UA: Locally, MNA has been a leader in efforts to expand people’s access to paid sick time. We’re seeing the importance of that work now, aren’t we?
MT: I am very proud of the fact that as an organization we have been on the front lines of earned safe and sick time and $15 an hour. I’m also very grateful that our hospital, North Memorial, has stopped all visitors. Over the years, hospitals are wanting to be more welcoming and like a five-star hotel. So I’m happy that most hospitals have shut down that extra traffic.
UA: It does seem like some people have been slow to accept what’s required of us to slow the spread of coronavirus, things like social distancing. As a nurse, what do you say to those people?

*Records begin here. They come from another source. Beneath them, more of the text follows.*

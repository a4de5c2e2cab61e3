use std::path::PathBuf;

use anyhow::{Context, Result};
use clap::{Parser, Subcommand};
use log::warn;

mod debug;
mod error;
mod extractor;
mod fetcher;
mod history;
mod link;
mod player;
mod playlist;
mod share;
mod ui;

use error::Error;
use history::{RunEntry, RunHistory};
use share::ShareReference;

const DEFAULT_PLAYLIST: &str = "nextcloud_playlist.m3u";

#[derive(Parser)]
#[command(name = "nextlist", version, about = "Create M3U playlists from Nextcloud shared folders")]
struct Cli {
    #[command(subcommand)]
    command: Option<Commands>,

    /// Nextcloud share URL
    url: Option<String>,

    /// Subfolder inside the share (e.g. "Season 1")
    #[arg(short, long)]
    path: Option<String>,

    /// Playlist file to write
    #[arg(short, long)]
    output: Option<String>,

    /// Read the share page HTML from a file instead of fetching it ("-" for stdin)
    #[arg(long)]
    html_file: Option<PathBuf>,

    /// Open the playlist in a media player when done
    #[arg(long)]
    play: bool,

    /// Prefer VLC over mpv for playback
    #[arg(short, long)]
    vlc: bool,

    /// Reuse the most recent share from history
    #[arg(short = 'c', long)]
    continue_last: bool,
}

#[derive(Subcommand)]
enum Commands {
    /// Show recently used shares
    History,

    /// Delete the share history
    Clear,
}

#[tokio::main]
async fn main() -> Result<()> {
    env_logger::init();
    let cli = Cli::parse();

    match &cli.command {
        Some(Commands::History) => return show_history(),
        Some(Commands::Clear) => return clear_history(),
        None => {}
    }

    // Work out which share we are looking at.
    let reference = resolve_share(&cli)?;
    println!("Share token: {}", reference.token);
    println!("Base URL: {}", reference.base_url);

    // Get the listing page HTML, from the network or from a saved file.
    let html = match &cli.html_file {
        Some(html_file) => fetcher::read_html_from(html_file)?,
        None => fetcher::fetch_share_page(&reference).await.context(
            "could not fetch the share page (save it in a browser and pass --html-file)",
        )?,
    };

    match debug::save_html(&html) {
        Ok(saved) => log::debug!("page HTML saved to {}", saved.display()),
        Err(err) => warn!("could not save page HTML: {err:#}"),
    }

    // Find the videos, falling back to manual entry on an empty page.
    let video_files = gather_video_files(&html)?;
    println!("Found {} video file(s):", video_files.len());
    ui::display_file_list(&video_files);

    match debug::save_file_list(&video_files) {
        Ok(saved) => log::debug!("file list saved to {}", saved.display()),
        Err(err) => warn!("could not save file list: {err:#}"),
    }

    // Write the playlist.
    let output = resolve_output_name(&cli)?;
    let destination = PathBuf::from(&output);
    playlist::write_playlist(&destination, &video_files, |filename| {
        link::direct_link(&reference, filename)
    })
    .with_context(|| format!("failed to write playlist {output}"))?;

    println!("Playlist created: {output} ({} videos)", video_files.len());

    if let Err(err) = record_run(&reference, &output, video_files.len()) {
        warn!("could not update history: {err:#}");
    }

    print_player_notes(&reference);

    if cli.play {
        player::open_playlist(&destination, cli.vlc)?;
    }

    Ok(())
}

// Resolve the share from history, a CLI argument or a prompt. When the URL
// has no recognizable token the user can type one; an empty token is never
// used silently.
fn resolve_share(cli: &Cli) -> Result<ShareReference> {
    if cli.continue_last {
        let history = RunHistory::load()?;
        if let Some(last) = history.latest() {
            let location = if last.path.is_empty() { "share root" } else { last.path.as_str() };
            println!("Continuing with {} ({})", last.base_url, location);
            return Ok(ShareReference::new(
                last.base_url.clone(),
                last.token.clone(),
                last.path.clone(),
            ));
        }
        println!("History is empty, asking for a share URL instead.");
    }

    let share_url = match &cli.url {
        Some(url) => url.clone(),
        None => ui::prompt_input("Nextcloud share URL")?,
    };

    let mut reference = match share::resolve(&share_url) {
        Ok(reference) => reference,
        Err(Error::TokenNotFound) => {
            println!("Could not find a share token in that URL.");
            let token = ui::prompt_input("Share token")?;
            ShareReference::new(share::base_url_of(&share_url)?, token, String::new())
        }
        Err(err) => return Err(err.into()),
    };

    reference.path = match &cli.path {
        Some(path) => path.clone(),
        None => ui::prompt_optional("Subfolder inside the share (empty for the root)")?,
    };

    Ok(reference)
}

// Extract video files from the page, offering manual entry when the page
// yields nothing. Still nothing afterwards ends the run.
fn gather_video_files(html: &str) -> Result<Vec<String>> {
    let mut video_files = extractor::extract_video_files(html);

    if video_files.is_empty() {
        println!("No video files found in the page.");
        if ui::confirm("Enter the file list manually?", true)? {
            video_files = ui::prompt_manual_files()?;
        }
    }

    if video_files.is_empty() {
        return Err(Error::NoVideosFound.into());
    }

    Ok(video_files)
}

fn resolve_output_name(cli: &Cli) -> Result<String> {
    let mut output = match &cli.output {
        Some(output) => output.clone(),
        None => ui::prompt_with_default("Playlist filename", DEFAULT_PLAYLIST)?,
    };

    if output.trim().is_empty() {
        output = DEFAULT_PLAYLIST.to_string();
    } else if !output.to_lowercase().ends_with(".m3u") {
        output.push_str(".m3u");
        println!("Using playlist filename {output}");
    }

    Ok(output)
}

fn record_run(reference: &ShareReference, output: &str, video_count: usize) -> Result<()> {
    let mut history = RunHistory::load()?;
    history.record(RunEntry {
        base_url: reference.base_url.clone(),
        token: reference.token.clone(),
        path: reference.path.clone(),
        playlist: output.to_string(),
        video_count,
        timestamp: history::get_current_timestamp()?,
    });
    history.save()
}

fn print_player_notes(reference: &ShareReference) {
    println!();
    println!("Done! The playlist can be opened in VLC or mpv.");
    println!("If the player asks for credentials:");
    println!("  Username: {}", reference.token);
    println!("  Password: the share password, if the share has one");
}

fn show_history() -> Result<()> {
    let history = RunHistory::load()?;

    if history.entries.is_empty() {
        println!("No shares in history yet.");
        return Ok(());
    }

    let mut entries = history.entries.clone();
    entries.sort_by(|a, b| b.timestamp.cmp(&a.timestamp));

    for entry in &entries {
        let location = if entry.path.is_empty() {
            String::new()
        } else {
            format!(" /{}", entry.path)
        };
        println!(
            "{}/s/{}{} -> {} ({} videos)",
            entry.base_url, entry.token, location, entry.playlist, entry.video_count
        );
    }

    Ok(())
}

fn clear_history() -> Result<()> {
    let mut history = RunHistory::load()?;
    history.clear()?;
    println!("History cleared.");
    Ok(())
}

MT: I was driving up toward MNA today, going by a little park area, and I saw people walking three to five in a group – and that’s not social distancing. And it’s going to force the governor to get more and more stringent. Nurses, on the job, we can’t social distance. We are going to get within inches of our patients. So it’s hard to grapple with the idea for us.
UA: And that’s why we need to get you the highest-quality protective equipment.
MT: Not a bandana, either. I would rather walk in with nothing or with a piece of typing paper across my face, because that is just insulting.
UA: For people reading this who might have to interact with the health care system in the next few weeks, what do nurses want them to know?
MT: If you’ve got symptoms that are light, where you’re not having a hard time breathing, stay home. Weather it out in lockdown. If you have a really high fever and can’t breathe, you need to go to the hospital, and it’s best that you let them know you’re coming. That’s where we can protect our emergency-room workers.